Before doing anything else, copy the entries below exactly.
------------------------------------------------------------
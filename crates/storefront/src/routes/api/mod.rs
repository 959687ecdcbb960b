//! Public JSON API under `/api/v1`.
//!
//! Every response uses the `{ "success": bool, "data" | "error": ... }`
//! envelope, including extractor failures.

pub mod catalog;
pub mod orders;
pub mod products;
pub mod support;

use axum::{
    Router,
    extract::{FromRequest, FromRequestParts},
    routing::{get, post},
};

use crate::error::ApiError;
use crate::state::AppState;

/// JSON body extractor whose rejection uses the API envelope.
#[derive(Debug, FromRequest)]
#[from_request(via(axum::Json), rejection(ApiError))]
pub struct ApiJson<T>(pub T);

/// Query string extractor whose rejection uses the API envelope.
#[derive(Debug, FromRequestParts)]
#[from_request(via(axum::extract::Query), rejection(ApiError))]
pub struct ApiQuery<T>(pub T);

/// Read-only endpoints.
pub fn read_routes() -> Router<AppState> {
    Router::new()
        .route("/products", get(products::index))
        .route("/products/{slug}", get(products::show))
        .route("/categories", get(catalog::categories))
        .route("/brands", get(catalog::brands))
        .route("/shipping-methods", get(catalog::shipping_methods))
        .route("/orders/{number}", get(orders::show))
        .route("/payments/status", get(orders::payment_status))
        .route("/quotes/{number}", get(support::show_quote))
        .route("/returns/{number}", get(support::show_return))
        .route("/warranties/{number}", get(support::show_warranty))
}

/// Endpoints that write or probe; these sit behind the rate limiter.
pub fn write_routes() -> Router<AppState> {
    Router::new()
        .route("/coupons/validate", post(catalog::validate_coupon))
        .route("/orders", post(orders::create))
        .route("/quotes", post(support::create_quote))
        .route("/returns", post(support::create_return))
        .route("/warranties", post(support::create_warranty))
}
------------------------------------------------------------
__ANSWER BELOW__.
filename crates/storefront/src/routes/api/mod.rs
repository 959687ecdcbb960b
//! Public JSON API under `/api/v1`.
//!
//! Every response uses the `{ "success": bool, "data" | "error": ... }`
//! envelope, including extractor failures.

pub mod catalog;
pub mod orders;
pub mod products;
pub mod support;

use axum::{
    Router,
    extract::{FromRequest, FromRequestParts},
    routing::{get, post},
};

use crate::error::ApiError;
use crate::state::AppState;

/// JSON body extractor whose rejection uses the API envelope.
#[derive(Debug, FromRequest)]
#[from_request(via(axum::Json), rejection(ApiError))]
pub struct ApiJson<T>(pub T);

/// Query string extractor whose rejection uses the API envelope.
#[derive(Debug, FromRequestParts)]
#[from_request(via(axum::extract::Query), rejection(ApiError))]
pub struct ApiQuery<T>(pub T);

/// Read-only endpoints.
pub fn read_routes() -> Router<AppState> {
    Router::new()
        .route("/products", get(products::index))
        .route("/products/{slug}", get(products::show))
        .route("/categories", get(catalog::categories))
        .route("/brands", get(catalog::brands))
        .route("/shipping-methods", get(catalog::shipping_methods))
        .route("/orders/{number}", get(orders::show))
        .route("/payments/status", get(orders::payment_status))
        .route("/quotes/{number}", get(support::show_quote))
        .route("/returns/{number}", get(support::show_return))
        .route("/warranties/{number}", get(support::show_warranty))
}

/// Endpoints that write or probe; these sit behind the rate limiter.
pub fn write_routes() -> Router<AppState> {
    Router::new()
        .route("/coupons/validate", post(catalog::validate_coupon))
        .route("/orders", post(orders::create))
        .route("/quotes", post(support::create_quote))
        .route("/returns", post(support::create_return))
        .route("/warranties", post(support::create_warranty))
}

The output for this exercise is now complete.